The material below holds a span beginning at the line with "repository dcf4661224e86d12" and ending at the line with "pub struct Manifest". Quote that span exactly, both ends included, and only that span.

##############################

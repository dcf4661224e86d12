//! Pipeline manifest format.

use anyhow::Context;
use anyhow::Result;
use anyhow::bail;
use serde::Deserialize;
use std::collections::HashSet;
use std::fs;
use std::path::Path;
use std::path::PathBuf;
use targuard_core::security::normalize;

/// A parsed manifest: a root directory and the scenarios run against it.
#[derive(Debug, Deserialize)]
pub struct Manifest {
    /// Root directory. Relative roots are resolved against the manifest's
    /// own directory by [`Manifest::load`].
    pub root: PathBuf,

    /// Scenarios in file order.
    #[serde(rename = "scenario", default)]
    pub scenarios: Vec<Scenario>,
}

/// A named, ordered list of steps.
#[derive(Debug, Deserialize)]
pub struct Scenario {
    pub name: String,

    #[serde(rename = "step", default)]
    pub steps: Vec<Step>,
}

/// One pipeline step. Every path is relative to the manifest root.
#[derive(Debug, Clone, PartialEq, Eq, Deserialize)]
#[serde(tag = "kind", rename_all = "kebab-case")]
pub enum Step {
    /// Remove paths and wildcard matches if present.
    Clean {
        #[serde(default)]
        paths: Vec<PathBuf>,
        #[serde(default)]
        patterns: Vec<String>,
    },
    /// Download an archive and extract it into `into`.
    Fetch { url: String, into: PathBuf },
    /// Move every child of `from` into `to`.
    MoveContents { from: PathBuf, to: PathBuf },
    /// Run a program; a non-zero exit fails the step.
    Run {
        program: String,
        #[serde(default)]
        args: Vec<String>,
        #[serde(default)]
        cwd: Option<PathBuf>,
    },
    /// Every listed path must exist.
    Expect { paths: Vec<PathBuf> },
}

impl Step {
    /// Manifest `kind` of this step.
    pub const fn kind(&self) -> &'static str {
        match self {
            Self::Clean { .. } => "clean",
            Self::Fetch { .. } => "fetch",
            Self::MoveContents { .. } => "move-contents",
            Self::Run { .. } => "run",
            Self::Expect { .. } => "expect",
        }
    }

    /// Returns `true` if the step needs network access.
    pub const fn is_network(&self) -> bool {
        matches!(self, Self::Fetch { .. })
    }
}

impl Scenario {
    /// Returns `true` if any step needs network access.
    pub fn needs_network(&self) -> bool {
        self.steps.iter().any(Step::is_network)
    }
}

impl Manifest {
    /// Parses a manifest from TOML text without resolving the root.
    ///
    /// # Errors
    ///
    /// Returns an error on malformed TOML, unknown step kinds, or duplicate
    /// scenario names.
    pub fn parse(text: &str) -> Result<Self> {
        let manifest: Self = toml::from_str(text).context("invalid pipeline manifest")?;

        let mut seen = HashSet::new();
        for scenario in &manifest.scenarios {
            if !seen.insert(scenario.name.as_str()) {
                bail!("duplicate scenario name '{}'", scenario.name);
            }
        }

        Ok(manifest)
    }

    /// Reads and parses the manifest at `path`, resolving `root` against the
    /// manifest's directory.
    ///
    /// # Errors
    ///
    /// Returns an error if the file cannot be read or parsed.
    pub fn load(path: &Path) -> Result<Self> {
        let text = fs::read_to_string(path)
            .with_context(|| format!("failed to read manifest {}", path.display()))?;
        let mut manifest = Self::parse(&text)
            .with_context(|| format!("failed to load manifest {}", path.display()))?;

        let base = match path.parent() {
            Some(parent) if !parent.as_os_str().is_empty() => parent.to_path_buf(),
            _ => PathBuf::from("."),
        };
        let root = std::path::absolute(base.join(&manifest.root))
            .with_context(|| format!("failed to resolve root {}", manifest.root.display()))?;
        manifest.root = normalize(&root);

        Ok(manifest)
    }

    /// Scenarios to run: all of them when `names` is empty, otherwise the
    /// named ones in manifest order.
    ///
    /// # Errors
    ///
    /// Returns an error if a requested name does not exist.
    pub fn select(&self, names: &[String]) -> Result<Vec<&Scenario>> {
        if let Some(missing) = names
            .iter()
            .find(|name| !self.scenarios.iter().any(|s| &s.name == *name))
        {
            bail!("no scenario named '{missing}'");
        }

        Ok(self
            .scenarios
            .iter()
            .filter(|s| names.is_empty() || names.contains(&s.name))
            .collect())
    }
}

##############################

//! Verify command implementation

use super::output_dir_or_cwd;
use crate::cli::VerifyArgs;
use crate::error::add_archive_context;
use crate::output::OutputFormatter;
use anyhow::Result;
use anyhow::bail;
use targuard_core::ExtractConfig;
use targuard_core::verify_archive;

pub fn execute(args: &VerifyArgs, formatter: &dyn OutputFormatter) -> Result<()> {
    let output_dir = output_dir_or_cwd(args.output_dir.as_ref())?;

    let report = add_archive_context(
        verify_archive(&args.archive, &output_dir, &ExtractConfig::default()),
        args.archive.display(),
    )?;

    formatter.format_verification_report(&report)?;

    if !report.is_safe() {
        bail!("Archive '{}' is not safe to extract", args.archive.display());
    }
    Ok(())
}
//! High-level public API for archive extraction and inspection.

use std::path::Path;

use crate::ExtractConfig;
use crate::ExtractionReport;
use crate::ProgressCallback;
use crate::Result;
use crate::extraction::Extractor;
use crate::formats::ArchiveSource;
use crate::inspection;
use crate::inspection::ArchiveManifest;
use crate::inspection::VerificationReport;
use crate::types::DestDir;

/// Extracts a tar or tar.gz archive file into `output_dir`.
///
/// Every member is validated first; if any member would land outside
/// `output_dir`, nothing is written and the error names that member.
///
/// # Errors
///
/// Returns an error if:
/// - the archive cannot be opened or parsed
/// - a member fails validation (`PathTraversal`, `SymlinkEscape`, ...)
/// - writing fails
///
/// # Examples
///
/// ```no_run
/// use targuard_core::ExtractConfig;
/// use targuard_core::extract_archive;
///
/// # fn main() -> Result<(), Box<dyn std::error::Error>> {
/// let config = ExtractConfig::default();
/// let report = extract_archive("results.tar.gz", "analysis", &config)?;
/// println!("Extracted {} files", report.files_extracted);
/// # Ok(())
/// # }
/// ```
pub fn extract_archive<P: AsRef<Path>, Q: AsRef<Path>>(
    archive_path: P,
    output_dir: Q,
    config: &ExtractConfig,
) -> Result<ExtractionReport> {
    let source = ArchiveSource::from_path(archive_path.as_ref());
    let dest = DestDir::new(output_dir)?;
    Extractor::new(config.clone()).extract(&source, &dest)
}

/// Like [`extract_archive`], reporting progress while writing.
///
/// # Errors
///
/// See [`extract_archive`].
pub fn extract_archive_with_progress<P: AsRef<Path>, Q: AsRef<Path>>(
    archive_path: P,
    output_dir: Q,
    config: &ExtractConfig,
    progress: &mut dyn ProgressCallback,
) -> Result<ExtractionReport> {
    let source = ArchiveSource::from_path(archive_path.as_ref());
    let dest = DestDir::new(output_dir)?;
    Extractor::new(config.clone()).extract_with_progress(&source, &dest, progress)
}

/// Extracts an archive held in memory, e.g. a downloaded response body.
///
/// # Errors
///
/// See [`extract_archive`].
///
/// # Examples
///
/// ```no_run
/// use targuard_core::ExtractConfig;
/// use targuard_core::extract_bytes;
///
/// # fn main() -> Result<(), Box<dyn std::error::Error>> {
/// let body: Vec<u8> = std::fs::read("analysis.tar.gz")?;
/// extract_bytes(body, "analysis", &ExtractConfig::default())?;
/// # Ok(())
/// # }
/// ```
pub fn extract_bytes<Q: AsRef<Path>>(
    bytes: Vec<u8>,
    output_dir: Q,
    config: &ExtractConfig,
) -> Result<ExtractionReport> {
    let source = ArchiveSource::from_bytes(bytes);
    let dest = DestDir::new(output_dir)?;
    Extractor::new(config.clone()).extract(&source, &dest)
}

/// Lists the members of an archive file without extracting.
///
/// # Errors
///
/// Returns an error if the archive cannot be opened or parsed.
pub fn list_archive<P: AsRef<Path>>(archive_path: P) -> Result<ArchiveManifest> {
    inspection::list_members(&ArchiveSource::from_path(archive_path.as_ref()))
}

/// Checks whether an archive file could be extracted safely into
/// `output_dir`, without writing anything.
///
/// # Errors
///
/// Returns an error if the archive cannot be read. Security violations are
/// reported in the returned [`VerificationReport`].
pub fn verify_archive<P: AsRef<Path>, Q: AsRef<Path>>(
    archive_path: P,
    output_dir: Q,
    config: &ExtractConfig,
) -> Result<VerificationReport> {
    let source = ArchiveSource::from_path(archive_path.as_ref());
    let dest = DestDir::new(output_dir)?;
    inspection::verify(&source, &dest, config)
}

##############################

**RESULT OF THE EXERCISE:**
repository dcf4661224e86d12
//! Pipeline manifest format.

use anyhow::Context;
use anyhow::Result;
use anyhow::bail;
use serde::Deserialize;
use std::collections::HashSet;
use std::fs;
use std::path::Path;
use std::path::PathBuf;
use targuard_core::security::normalize;

/// A parsed manifest: a root directory and the scenarios run against it.
#[derive(Debug, Deserialize)]
pub struct Manifest {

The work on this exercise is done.